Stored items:
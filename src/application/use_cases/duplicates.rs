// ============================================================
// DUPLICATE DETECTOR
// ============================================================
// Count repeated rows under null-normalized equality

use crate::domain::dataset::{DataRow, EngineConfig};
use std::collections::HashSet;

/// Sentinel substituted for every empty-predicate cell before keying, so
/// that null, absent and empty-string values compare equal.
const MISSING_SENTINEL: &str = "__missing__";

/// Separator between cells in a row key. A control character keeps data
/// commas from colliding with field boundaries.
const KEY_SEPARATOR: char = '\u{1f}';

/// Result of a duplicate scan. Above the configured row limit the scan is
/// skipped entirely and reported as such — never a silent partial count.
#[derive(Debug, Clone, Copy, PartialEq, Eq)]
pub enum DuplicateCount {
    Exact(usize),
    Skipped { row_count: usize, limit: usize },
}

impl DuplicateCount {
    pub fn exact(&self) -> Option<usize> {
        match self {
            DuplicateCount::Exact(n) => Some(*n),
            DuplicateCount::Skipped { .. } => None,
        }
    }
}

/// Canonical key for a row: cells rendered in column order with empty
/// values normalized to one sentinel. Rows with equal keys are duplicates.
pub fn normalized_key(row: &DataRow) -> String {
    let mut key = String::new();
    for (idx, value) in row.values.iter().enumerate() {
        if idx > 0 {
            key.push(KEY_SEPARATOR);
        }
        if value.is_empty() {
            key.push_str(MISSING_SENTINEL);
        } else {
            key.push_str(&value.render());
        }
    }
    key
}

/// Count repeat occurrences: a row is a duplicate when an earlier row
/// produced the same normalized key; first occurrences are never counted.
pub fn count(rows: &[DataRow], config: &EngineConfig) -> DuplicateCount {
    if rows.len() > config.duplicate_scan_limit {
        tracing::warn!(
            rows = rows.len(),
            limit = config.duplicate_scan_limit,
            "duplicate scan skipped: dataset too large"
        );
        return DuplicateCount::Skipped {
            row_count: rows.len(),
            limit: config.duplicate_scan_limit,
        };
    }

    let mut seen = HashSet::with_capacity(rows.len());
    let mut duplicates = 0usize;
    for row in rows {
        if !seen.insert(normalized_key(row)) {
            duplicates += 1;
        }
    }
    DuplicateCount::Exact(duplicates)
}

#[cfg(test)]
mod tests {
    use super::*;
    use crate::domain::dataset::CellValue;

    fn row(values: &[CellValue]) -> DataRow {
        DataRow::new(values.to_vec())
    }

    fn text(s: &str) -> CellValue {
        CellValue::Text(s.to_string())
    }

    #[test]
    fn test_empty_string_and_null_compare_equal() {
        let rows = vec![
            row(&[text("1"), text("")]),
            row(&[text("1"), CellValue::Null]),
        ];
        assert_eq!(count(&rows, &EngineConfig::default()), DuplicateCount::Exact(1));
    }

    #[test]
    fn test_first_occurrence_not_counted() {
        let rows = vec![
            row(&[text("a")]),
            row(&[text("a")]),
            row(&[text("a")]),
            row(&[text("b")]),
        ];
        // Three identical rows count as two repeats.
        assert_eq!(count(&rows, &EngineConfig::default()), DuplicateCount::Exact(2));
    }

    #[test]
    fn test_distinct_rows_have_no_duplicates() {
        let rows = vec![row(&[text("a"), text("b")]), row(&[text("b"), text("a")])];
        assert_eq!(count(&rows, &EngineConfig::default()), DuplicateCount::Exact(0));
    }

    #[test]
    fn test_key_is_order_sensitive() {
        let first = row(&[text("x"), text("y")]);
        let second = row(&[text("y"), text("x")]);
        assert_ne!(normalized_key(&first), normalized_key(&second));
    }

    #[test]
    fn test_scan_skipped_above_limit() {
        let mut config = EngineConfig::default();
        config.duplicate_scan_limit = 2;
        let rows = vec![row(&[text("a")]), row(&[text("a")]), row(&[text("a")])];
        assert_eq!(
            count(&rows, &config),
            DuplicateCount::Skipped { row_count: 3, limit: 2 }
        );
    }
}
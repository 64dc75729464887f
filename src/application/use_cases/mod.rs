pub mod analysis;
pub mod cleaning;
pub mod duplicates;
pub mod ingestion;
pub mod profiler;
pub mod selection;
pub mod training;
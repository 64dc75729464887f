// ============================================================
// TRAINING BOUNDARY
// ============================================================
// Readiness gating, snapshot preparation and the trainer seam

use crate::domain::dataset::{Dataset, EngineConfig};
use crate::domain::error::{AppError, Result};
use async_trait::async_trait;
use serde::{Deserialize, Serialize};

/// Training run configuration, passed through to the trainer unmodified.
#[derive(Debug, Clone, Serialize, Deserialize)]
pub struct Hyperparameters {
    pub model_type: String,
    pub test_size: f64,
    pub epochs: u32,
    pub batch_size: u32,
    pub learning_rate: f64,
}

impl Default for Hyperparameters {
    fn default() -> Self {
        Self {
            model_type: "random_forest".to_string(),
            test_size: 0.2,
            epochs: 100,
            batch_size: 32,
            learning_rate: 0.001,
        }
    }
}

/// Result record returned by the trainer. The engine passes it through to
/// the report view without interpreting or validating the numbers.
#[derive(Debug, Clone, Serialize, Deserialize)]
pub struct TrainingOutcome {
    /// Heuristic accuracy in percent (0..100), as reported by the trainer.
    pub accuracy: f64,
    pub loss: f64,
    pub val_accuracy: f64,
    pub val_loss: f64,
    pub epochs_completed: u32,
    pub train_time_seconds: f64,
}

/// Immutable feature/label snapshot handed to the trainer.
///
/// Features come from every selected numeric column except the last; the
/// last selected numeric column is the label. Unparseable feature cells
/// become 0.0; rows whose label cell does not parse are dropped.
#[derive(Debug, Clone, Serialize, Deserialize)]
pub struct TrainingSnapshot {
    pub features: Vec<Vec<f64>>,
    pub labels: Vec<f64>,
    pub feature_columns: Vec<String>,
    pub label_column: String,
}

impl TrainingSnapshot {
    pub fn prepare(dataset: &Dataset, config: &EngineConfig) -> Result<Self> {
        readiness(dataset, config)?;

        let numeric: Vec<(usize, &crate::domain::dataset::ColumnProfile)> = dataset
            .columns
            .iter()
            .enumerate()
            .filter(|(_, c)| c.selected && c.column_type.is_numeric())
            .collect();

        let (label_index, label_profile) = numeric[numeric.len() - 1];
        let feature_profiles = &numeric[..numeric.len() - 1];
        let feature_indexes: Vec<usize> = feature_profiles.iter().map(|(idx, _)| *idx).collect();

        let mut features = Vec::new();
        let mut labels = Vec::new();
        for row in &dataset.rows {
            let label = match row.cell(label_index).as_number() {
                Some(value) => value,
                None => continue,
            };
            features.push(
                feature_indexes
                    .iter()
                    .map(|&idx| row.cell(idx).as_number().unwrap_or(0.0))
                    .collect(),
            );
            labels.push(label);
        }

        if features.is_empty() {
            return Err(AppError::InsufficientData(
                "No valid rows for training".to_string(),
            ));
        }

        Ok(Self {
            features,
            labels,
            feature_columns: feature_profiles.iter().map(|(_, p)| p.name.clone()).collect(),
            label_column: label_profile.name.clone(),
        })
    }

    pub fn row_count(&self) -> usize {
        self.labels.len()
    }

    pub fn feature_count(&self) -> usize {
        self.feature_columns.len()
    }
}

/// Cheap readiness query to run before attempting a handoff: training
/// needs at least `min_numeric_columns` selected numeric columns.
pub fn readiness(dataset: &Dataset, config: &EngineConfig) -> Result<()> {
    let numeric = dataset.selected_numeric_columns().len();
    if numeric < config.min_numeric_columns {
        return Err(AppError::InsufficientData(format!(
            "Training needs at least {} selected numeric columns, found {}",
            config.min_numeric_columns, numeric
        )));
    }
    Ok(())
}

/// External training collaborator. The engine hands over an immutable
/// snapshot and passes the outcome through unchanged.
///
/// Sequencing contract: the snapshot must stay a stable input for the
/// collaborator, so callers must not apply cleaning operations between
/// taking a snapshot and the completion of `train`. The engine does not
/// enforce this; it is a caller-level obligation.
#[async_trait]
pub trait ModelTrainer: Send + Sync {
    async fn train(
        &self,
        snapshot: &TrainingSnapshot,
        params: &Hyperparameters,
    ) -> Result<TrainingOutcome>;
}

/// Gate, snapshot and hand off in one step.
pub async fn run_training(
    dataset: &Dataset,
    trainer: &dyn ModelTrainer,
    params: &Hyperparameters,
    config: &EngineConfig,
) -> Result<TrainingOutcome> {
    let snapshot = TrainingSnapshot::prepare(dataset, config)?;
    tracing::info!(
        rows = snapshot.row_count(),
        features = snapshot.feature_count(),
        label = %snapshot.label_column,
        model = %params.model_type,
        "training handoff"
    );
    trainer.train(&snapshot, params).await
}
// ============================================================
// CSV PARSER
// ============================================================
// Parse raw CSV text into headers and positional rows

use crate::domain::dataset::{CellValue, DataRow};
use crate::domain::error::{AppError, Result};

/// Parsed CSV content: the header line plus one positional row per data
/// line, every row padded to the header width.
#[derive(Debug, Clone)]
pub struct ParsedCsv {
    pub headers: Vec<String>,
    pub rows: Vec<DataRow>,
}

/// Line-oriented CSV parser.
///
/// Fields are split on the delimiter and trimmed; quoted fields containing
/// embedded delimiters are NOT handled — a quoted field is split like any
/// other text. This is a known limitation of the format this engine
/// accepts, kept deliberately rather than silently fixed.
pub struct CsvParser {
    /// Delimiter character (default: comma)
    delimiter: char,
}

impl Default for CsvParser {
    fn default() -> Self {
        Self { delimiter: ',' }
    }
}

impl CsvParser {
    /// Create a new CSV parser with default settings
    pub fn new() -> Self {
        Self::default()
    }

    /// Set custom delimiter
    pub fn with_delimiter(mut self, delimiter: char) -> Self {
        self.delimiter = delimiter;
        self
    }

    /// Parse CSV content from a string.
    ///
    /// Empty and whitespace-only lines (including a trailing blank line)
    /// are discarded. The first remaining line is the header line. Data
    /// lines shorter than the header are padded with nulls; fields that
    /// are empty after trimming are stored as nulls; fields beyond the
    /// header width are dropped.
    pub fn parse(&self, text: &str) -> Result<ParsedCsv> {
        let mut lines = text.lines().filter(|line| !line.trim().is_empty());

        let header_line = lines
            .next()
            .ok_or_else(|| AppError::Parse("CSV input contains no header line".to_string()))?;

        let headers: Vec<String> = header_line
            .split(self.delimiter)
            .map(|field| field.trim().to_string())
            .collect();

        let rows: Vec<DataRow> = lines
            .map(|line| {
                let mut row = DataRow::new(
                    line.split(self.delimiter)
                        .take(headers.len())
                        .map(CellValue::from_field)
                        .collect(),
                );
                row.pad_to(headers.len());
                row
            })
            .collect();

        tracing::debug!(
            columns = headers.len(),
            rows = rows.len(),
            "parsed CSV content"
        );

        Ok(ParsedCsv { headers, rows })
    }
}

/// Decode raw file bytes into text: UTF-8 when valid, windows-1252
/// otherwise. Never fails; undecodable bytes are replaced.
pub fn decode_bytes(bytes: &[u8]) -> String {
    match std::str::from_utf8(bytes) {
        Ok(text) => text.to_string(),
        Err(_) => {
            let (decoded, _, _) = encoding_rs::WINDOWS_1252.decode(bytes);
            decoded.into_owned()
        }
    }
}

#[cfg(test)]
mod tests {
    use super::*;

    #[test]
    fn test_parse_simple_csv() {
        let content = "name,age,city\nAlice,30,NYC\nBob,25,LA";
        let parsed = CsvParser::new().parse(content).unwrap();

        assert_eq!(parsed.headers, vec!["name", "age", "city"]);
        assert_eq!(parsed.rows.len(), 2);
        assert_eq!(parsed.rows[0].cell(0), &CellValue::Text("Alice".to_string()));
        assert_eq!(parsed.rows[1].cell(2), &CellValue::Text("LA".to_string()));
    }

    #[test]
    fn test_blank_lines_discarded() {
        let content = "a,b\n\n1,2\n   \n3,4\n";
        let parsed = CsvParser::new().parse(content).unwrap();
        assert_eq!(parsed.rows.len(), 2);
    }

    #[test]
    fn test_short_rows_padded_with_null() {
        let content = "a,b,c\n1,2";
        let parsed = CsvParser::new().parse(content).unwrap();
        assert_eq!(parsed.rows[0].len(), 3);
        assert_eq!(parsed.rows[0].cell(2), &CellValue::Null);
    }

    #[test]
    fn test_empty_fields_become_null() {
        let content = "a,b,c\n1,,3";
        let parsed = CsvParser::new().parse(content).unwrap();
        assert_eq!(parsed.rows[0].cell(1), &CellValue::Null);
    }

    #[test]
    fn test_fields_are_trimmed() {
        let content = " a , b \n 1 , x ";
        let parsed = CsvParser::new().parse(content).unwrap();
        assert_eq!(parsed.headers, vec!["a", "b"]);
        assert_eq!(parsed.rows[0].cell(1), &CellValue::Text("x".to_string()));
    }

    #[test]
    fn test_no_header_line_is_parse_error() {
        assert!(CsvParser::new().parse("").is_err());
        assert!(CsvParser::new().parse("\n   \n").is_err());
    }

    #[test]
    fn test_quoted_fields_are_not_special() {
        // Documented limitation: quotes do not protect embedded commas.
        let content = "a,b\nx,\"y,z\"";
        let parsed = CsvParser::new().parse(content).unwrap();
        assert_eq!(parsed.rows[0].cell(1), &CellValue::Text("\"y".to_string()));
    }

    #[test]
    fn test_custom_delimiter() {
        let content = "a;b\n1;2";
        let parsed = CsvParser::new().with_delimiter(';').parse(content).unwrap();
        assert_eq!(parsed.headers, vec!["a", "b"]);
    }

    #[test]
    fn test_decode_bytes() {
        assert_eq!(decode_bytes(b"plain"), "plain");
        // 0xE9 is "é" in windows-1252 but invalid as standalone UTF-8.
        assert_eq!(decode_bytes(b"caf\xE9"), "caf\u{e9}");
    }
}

• _ACTION ITEM_
Whenever the string "through" shows up in a line above, copy that line.

• _EXERCISE RESULT_
/// Training run configuration, passed through to the trainer unmodified.
/// Result record returned by the trainer. The engine passes it through to
/// snapshot and passes the outcome through unchanged.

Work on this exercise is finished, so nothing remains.